Americans are so marketing competitive, think Mad Men… That was a segment of time, beginning future unsustainability.
FROM the UN Environment Programme:
“UN Environment’s Global Resources Outlook 2019, prepared by the International Resource Panel, examines the trends in natural resources and their corresponding consumption patterns since the 1970s. Its main findings:
- The extraction and processing of materials, fuels and food contribute half of total global greenhouse gas emissions and over 90 per cent of biodiversity loss and water stress
- Resource extraction has more than tripled since 1970, including a fivefold increase in the use of non-metallic minerals and a 45 per cent increase in fossil fuel use
- By 2060, global material use could double to 190 billion tonnes (from 92 billion), while greenhouse gas emissions could increase by 43 per cent
Scientifically, we’ve crossed into a very unique time, when we’re now completely and utterly responsible for humanity’s destiny. Are you one of the good guys?
Need proof of this? I dare you to watch Breaking Boundaries: The Science Of Our Planet – Netflix. David Attenborough and scientist Johan Rockström (Stockholm University) examine Earth’s biodiversity collapse and how this crisis can still be averted.
Dr. Johan Rockström is a professor in environmental science, with an emphasis on water resources and global Sustainability.
[PHOTO CREDIT: Photo credit: M. Axelsson/Azote]
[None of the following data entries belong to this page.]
// Copyright (c) 2025 Varshith Gudur. Licensed under AGPLv3.
//! Error types.

use thiserror::Error;

#[derive(Debug, Clone, PartialEq, Error)]
pub enum KernelError {
    /// A timestamp string that is not RFC 3339 / ISO-8601.
    #[error("invalid timestamp: {0}")]
    InvalidTimestamp(String),
    /// An event that is missing a required field or carries an impossible value.
    #[error("malformed event: {0}")]
    MalformedEvent(String),
    /// Wire rows are keyed by client id; an event without one cannot be sent.
    #[error("event has no client id")]
    MissingClientId,
    #[error("unsupported document version: {0}")]
    UnsupportedVersion(u64),
    #[error("invalid document: {0}")]
    InvalidDocument(String),
    #[error("invariant violated: {0}")]
    InvariantViolation(String),
    #[error("json error: {0}")]
    Json(String),
}

impl From<serde_json::Error> for KernelError {
    fn from(e: serde_json::Error) -> Self {
        KernelError::Json(e.to_string())
    }
}

pub type KernelResult<T> = core::result::Result<T, KernelError>;
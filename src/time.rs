// Copyright (c) 2025 Varshith Gudur. Licensed under AGPLv3.
//! Timestamp encoding.
//!
//! Every timestamp on the wire and on disk is ISO-8601 in UTC with exactly
//! millisecond precision and a `Z` suffix, e.g. `2025-03-01T06:00:00.000Z`.
//! Parsing truncates anything finer than a millisecond so that a parsed value
//! always re-encodes to the same string.

use chrono::{DateTime, SecondsFormat, SubsecRound, Utc};

use crate::error::{KernelError, KernelResult};

pub fn format_timestamp(ts: &DateTime<Utc>) -> String {
    ts.to_rfc3339_opts(SecondsFormat::Millis, true)
}

pub fn parse_timestamp(s: &str) -> KernelResult<DateTime<Utc>> {
    DateTime::parse_from_rfc3339(s)
        .map(|dt| dt.with_timezone(&Utc).trunc_subsecs(3))
        .map_err(|_| KernelError::InvalidTimestamp(s.to_string()))
}

/// `#[serde(with = "crate::time::iso8601")]`
pub mod iso8601 {
    use chrono::{DateTime, Utc};
    use serde::{de::Error, Deserialize, Deserializer, Serializer};

    pub fn serialize<S: Serializer>(ts: &DateTime<Utc>, s: S) -> Result<S::Ok, S::Error> {
        s.serialize_str(&super::format_timestamp(ts))
    }

    pub fn deserialize<'de, D: Deserializer<'de>>(d: D) -> Result<DateTime<Utc>, D::Error> {
        let raw = String::deserialize(d)?;
        super::parse_timestamp(&raw).map_err(D::Error::custom)
    }
}

/// Optional variant of [`iso8601`]; pair with `default` and `skip_serializing_if`.
pub mod iso8601_opt {
    use chrono::{DateTime, Utc};
    use serde::{de::Error, Deserialize, Deserializer, Serializer};

    pub fn serialize<S: Serializer>(ts: &Option<DateTime<Utc>>, s: S) -> Result<S::Ok, S::Error> {
        match ts {
            Some(ts) => s.serialize_str(&super::format_timestamp(ts)),
            None => s.serialize_none(),
        }
    }

    pub fn deserialize<'de, D: Deserializer<'de>>(d: D) -> Result<Option<DateTime<Utc>>, D::Error> {
        match Option::<String>::deserialize(d)? {
            Some(raw) => super::parse_timestamp(&raw).map(Some).map_err(D::Error::custom),
            None => Ok(None),
        }
    }
}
There’s hope, but the window for opportunity is narrowing. By 2030, according to Dr. Rockstöm, if we haven’t all joined in the effort to avoid irreversible damage, scientists can’t even begin to predict what will happen next. There’s no scientific evidence, yet, to predict the potential chaotic times ahead… But common sense should tell us that it won’t be pretty.
THOUGHT: I do believe science fiction will be able, however, to continue with their horrific scenes. Remember George Orwell’s book “1984”, for an example of what sounding ridiculous and now is what it is?
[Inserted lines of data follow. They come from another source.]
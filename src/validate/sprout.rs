// Copyright (c) 2025 Varshith Gudur. Licensed under AGPLv3.
//! Sprout records from entity snapshots.

use chrono::{DateTime, Duration, Utc};
use serde::{Deserialize, Serialize};
use serde_json::{Map, Value};

use crate::config::{ResourceConfig, FALLBACK_RESULT};
use crate::formula;
use crate::types::{Environment, LeafId, Season, SproutId, SproutState, TwigId};
use crate::validate::{bad_date, bad_str, non_empty_str, opt_date, opt_str, ValidationReport, UNASSIGNED_TWIG};

pub const MAX_TITLE_LEN: usize = 60;

#[derive(Clone, Debug, PartialEq, Serialize, Deserialize)]
#[serde(rename_all = "camelCase")]
pub struct WaterRecord {
    #[serde(with = "crate::time::iso8601")]
    pub timestamp: DateTime<Utc>,
    pub content: String,
    #[serde(default, skip_serializing_if = "Option::is_none")]
    pub prompt: Option<String>,
}

/// A complete, typed sprout entity.
#[derive(Clone, Debug, PartialEq, Serialize, Deserialize)]
#[serde(rename_all = "camelCase")]
pub struct SproutRecord {
    pub id: SproutId,
    pub twig_id: TwigId,
    pub title: String,
    pub season: Season,
    pub environment: Environment,
    pub state: SproutState,
    pub soil_cost: f64,
    #[serde(with = "crate::time::iso8601")]
    pub created_at: DateTime<Utc>,
    #[serde(default, skip_serializing_if = "Option::is_none")]
    pub leaf_id: Option<LeafId>,
    #[serde(default, skip_serializing_if = "Option::is_none")]
    pub result: Option<u8>,
    #[serde(default, skip_serializing_if = "Option::is_none")]
    pub reflection: Option<String>,
    #[serde(default, skip_serializing_if = "Option::is_none")]
    pub bloom_wither: Option<String>,
    #[serde(default, skip_serializing_if = "Option::is_none")]
    pub bloom_budding: Option<String>,
    #[serde(default, skip_serializing_if = "Option::is_none")]
    pub bloom_flourish: Option<String>,
    #[serde(default, skip_serializing_if = "Option::is_none", with = "crate::time::iso8601_opt")]
    pub harvested_at: Option<DateTime<Utc>>,
    #[serde(default, skip_serializing_if = "Option::is_none", with = "crate::time::iso8601_opt")]
    pub uprooted_at: Option<DateTime<Utc>>,
    #[serde(default)]
    pub water_entries: Vec<WaterRecord>,
}

impl SproutRecord {
    pub fn end_date(&self) -> DateTime<Utc> {
        self.created_at + self.season.duration()
    }
}

fn result_in_range(v: &Value) -> Option<u8> {
    v.as_u64().filter(|r| (1..=5).contains(r)).and_then(|r| u8::try_from(r).ok())
}

fn water_entry(v: &Value) -> Option<WaterRecord> {
    let obj = v.as_object()?;
    Some(WaterRecord {
        timestamp: opt_date(obj, "timestamp")?,
        content: opt_str(obj, "content")?,
        prompt: opt_str(obj, "prompt"),
    })
}

pub fn validate_sprout(value: &Value) -> ValidationReport {
    let mut report = ValidationReport::new();
    let Some(obj) = value.as_object() else {
        report.error("sprout is not an object");
        return report;
    };

    if non_empty_str(obj, "id").is_none() {
        report.error("id must be a non-empty string");
    }
    match obj.get("title").and_then(Value::as_str) {
        None => report.error("title must be a string"),
        Some(t) if t.chars().count() > MAX_TITLE_LEN => {
            report.warn(format!("title longer than {MAX_TITLE_LEN} characters will be truncated"))
        }
        Some(_) => {}
    }
    if obj.get("season").and_then(Value::as_str).and_then(Season::parse).is_none() {
        report.error("season is not a known season");
    }
    if obj.get("environment").and_then(Value::as_str).and_then(Environment::parse).is_none() {
        report.error("environment is not a known environment");
    }
    if obj.get("state").and_then(Value::as_str).and_then(SproutState::from_legacy).is_none() {
        report.error("state is not a known state");
    }

    if non_empty_str(obj, "twigId").is_none() {
        report.warn("twigId missing; record will be unassigned");
    }
    if matches!(obj.get("soilCost"), Some(v) if !v.is_number()) || obj.get("soilCost").is_none() {
        report.warn("soilCost is not a number; cost table value used");
    }
    if let Some(r) = obj.get("result").filter(|v| !v.is_null()) {
        if result_in_range(r).is_none() {
            report.warn("result must be a number between 1 and 5");
        }
    }
    if bad_str(obj, "leafId") {
        report.warn("leafId is not a string");
    }
    if matches!(obj.get("createdAt"), None | Some(Value::Null)) {
        report.warn("createdAt missing; planted just before its earliest recorded activity");
    }
    for key in ["createdAt", "endDate", "harvestedAt", "uprootedAt"] {
        if bad_date(obj, key) {
            report.warn(format!("{key} is not a date string"));
        }
    }
    match obj.get("waterEntries") {
        None | Some(Value::Null) => {}
        Some(Value::Array(entries)) => {
            let dropped = entries.iter().filter(|e| water_entry(e).is_none()).count();
            if dropped > 0 {
                report.warn(format!("{dropped} water entries lack timestamp or content and will be dropped"));
            }
        }
        Some(_) => report.warn("waterEntries is not an array"),
    }

    report
}

fn truncate(title: &str) -> String {
    title.chars().take(MAX_TITLE_LEN).collect()
}

/// Typed sprout or `None` when the record has no usable id.
///
/// A missing or unparseable `createdAt` becomes one millisecond before the
/// earliest water, harvest or uproot timestamp, so the history still follows
/// the planting. `fallback_time` is used only when there is no such timestamp.
pub fn sanitize_sprout(value: &Value, cfg: &ResourceConfig, fallback_time: DateTime<Utc>) -> Option<SproutRecord> {
    let obj: &Map<String, Value> = value.as_object()?;
    let id = non_empty_str(obj, "id")?;

    let season = obj.get("season").and_then(Value::as_str).and_then(Season::parse).unwrap_or(Season::OneMonth);
    let environment = obj
        .get("environment")
        .and_then(Value::as_str)
        .and_then(Environment::parse)
        .unwrap_or(Environment::Firm);
    let state = obj
        .get("state")
        .and_then(Value::as_str)
        .and_then(SproutState::from_legacy)
        .unwrap_or(SproutState::Active);
    let soil_cost = obj
        .get("soilCost")
        .and_then(Value::as_f64)
        .filter(|c| c.is_finite() && *c >= 0.0)
        .unwrap_or_else(|| f64::from(formula::soil_cost(cfg, season, environment)));

    let mut result = obj.get("result").and_then(result_in_range);
    if state == SproutState::Completed && result.is_none() {
        result = Some(FALLBACK_RESULT);
    }

    let water_entries: Vec<WaterRecord> = match obj.get("waterEntries") {
        Some(Value::Array(entries)) => entries.iter().filter_map(water_entry).collect(),
        _ => Vec::new(),
    };

    let harvested_at = opt_date(obj, "harvestedAt");
    let uprooted_at = opt_date(obj, "uprootedAt");
    let created_at = opt_date(obj, "createdAt").unwrap_or_else(|| {
        water_entries
            .iter()
            .map(|w: &WaterRecord| w.timestamp)
            .chain(harvested_at)
            .chain(uprooted_at)
            .min()
            .map_or(fallback_time, |earliest| earliest - Duration::milliseconds(1))
    });

    Some(SproutRecord {
        id: SproutId::new(id),
        twig_id: TwigId::new(non_empty_str(obj, "twigId").unwrap_or(UNASSIGNED_TWIG)),
        title: truncate(obj.get("title").and_then(Value::as_str).unwrap_or_default()),
        season,
        environment,
        state,
        soil_cost,
        created_at,
        leaf_id: non_empty_str(obj, "leafId").map(LeafId::new),
        result,
        reflection: opt_str(obj, "reflection"),
        bloom_wither: opt_str(obj, "bloomWither"),
        bloom_budding: opt_str(obj, "bloomBudding"),
        bloom_flourish: opt_str(obj, "bloomFlourish"),
        harvested_at,
        uprooted_at,
        water_entries,
    })
}

#[cfg(test)]
mod tests {
    use super::*;
    use crate::time::parse_timestamp;
    use serde_json::json;

    fn now() -> DateTime<Utc> {
        parse_timestamp("2025-06-01T00:00:00.000Z").unwrap()
    }

    #[test]
    fn test_missing_fatal_fields_reported() {
        let report = validate_sprout(&json!({"id": "", "season": "5w", "environment": "firm", "state": "active"}));
        assert!(!report.valid);
        assert_eq!(report.errors.len(), 3); // id, title, season
    }

    #[test]
    fn test_legacy_state_accepted_with_optional_warnings() {
        let report = validate_sprout(&json!({
            "id": "s1", "title": "Read", "season": "1m", "environment": "fertile",
            "state": "draft", "result": 9, "createdAt": "not a date"
        }));
        assert!(report.valid);
        assert_eq!(report.warnings.len(), 4); // twigId, soilCost, result, createdAt
    }

    #[test]
    fn test_missing_created_at_follows_earliest_activity() {
        let cfg = ResourceConfig::default();
        let raw = json!({
            "id": "s1", "title": "Read", "season": "1m", "environment": "firm", "state": "uprooted",
            "uprootedAt": "2025-02-10T00:00:00.000Z",
            "waterEntries": [{"timestamp": "2025-02-03T12:00:00.000Z", "content": "ch. 1"}]
        });
        assert!(validate_sprout(&raw).warnings.iter().any(|w| w.starts_with("createdAt missing")));

        let sprout = sanitize_sprout(&raw, &cfg, now()).unwrap();
        assert_eq!(sprout.created_at, parse_timestamp("2025-02-03T11:59:59.999Z").unwrap());

        let bare = sanitize_sprout(&json!({"id": "s2", "title": "x"}), &cfg, now()).unwrap();
        assert_eq!(bare.created_at, now());
    }

    #[test]
    fn test_sanitize_migrates_legacy_states() {
        let cfg = ResourceConfig::default();
        let draft = sanitize_sprout(&json!({"id": "a", "title": "x", "state": "draft"}), &cfg, now()).unwrap();
        assert_eq!(draft.state, SproutState::Active);
        let failed = sanitize_sprout(&json!({"id": "b", "title": "x", "state": "failed"}), &cfg, now()).unwrap();
        assert_eq!(failed.state, SproutState::Completed);
        assert_eq!(failed.result, Some(FALLBACK_RESULT));
    }

    #[test]
    fn test_sanitize_filters_water_entries_individually() {
        let cfg = ResourceConfig::default();
        let sprout = sanitize_sprout(
            &json!({
                "id": "a", "title": "x", "season": "2w", "environment": "barren", "state": "active",
                "waterEntries": [
                    {"timestamp": "2025-01-01T00:00:00.000Z", "content": "ok"},
                    {"timestamp": "2025-01-02T00:00:00.000Z"},
                    {"content": "no time"},
                    "junk"
                ]
            }),
            &cfg,
            now(),
        )
        .unwrap();
        assert_eq!(sprout.water_entries.len(), 1);
        assert_eq!(sprout.soil_cost, 4.0);
    }

    #[test]
    fn test_sanitize_rejects_only_unusable_records() {
        let cfg = ResourceConfig::default();
        assert!(sanitize_sprout(&json!("sprout"), &cfg, now()).is_none());
        assert!(sanitize_sprout(&json!({"title": "no id"}), &cfg, now()).is_none());
        assert!(sanitize_sprout(&json!({"id": "bare"}), &cfg, now()).is_some());
    }

    #[test]
    fn test_sanitize_is_idempotent() {
        let cfg = ResourceConfig::default();
        let raw = json!({
            "id": "a", "title": "x".repeat(80), "season": "6m", "state": "failed",
            "soilCost": "lots", "leafId": 7, "waterEntries": [{"timestamp": "2025-01-01T00:00:00Z", "content": "c"}]
        });
        let once = sanitize_sprout(&raw, &cfg, now()).unwrap();
        let twice = sanitize_sprout(&serde_json::to_value(&once).unwrap(), &cfg, now()).unwrap();
        assert_eq!(once, twice);
        assert_eq!(once.title.chars().count(), MAX_TITLE_LEN);
    }
}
Here’s another element… The weight of a case of wine used to be 36 pounds. I’ve watched the process go from 36 pounds in a case to now as much as 54 pounds.
POINT OF INTEREST: A test of being able to carry a case of wine, when I was at Mondavi Winery, was to scooch down, pick up a 36 pound case, rise up (without faltering), while still carrying the case with arms outreached. In other words, if someone bought a case of wine, I seriously had to call someone else to carry that case. There was no way I could do this… all 118 pounds of me… never mind the 54 pounds it’s now sometimes become.
This item isn’t mentioned for workers comp issues; it’s to demonstrate how heavy boxes really have become. Those cases of wine being transported have created even more environmental issues, in the transportation department.
12 December 2019 [by Richard Smart] This article is so important that we are republishing it free so that as many people as possible get the message. Consumers as well as producers really need to rethink the issue of wine packaging. And producers can take so many measures to reduce their carbon footprint. A new organisation is designed to help them.
Not specifically written about wine bottle weight, but rather transportation costs [of these heavier bottles]. This statement caught my eye, in the Conclusion section:
While the wine industry is not a major contributor to increasing CO2 emissions and climate change, it is still a significant source. The major task is to replace glass bottles, and help reduce transport costs. Most wine is not consumed locally. Some of it is shipped halfway around the world, and bulk shipping to market and local bottling helps reduce the carbon footprint.
All of this needs to be a subject of conversation with your marketing departments. You hired them, listen to them, if you haven’t yet. It’s going to be their world by the next decade. Don’t be like my poor, dear grandfather, who said to me in a moment of helplessness before he passed, “I’m sorry for the world I’m leaving you.”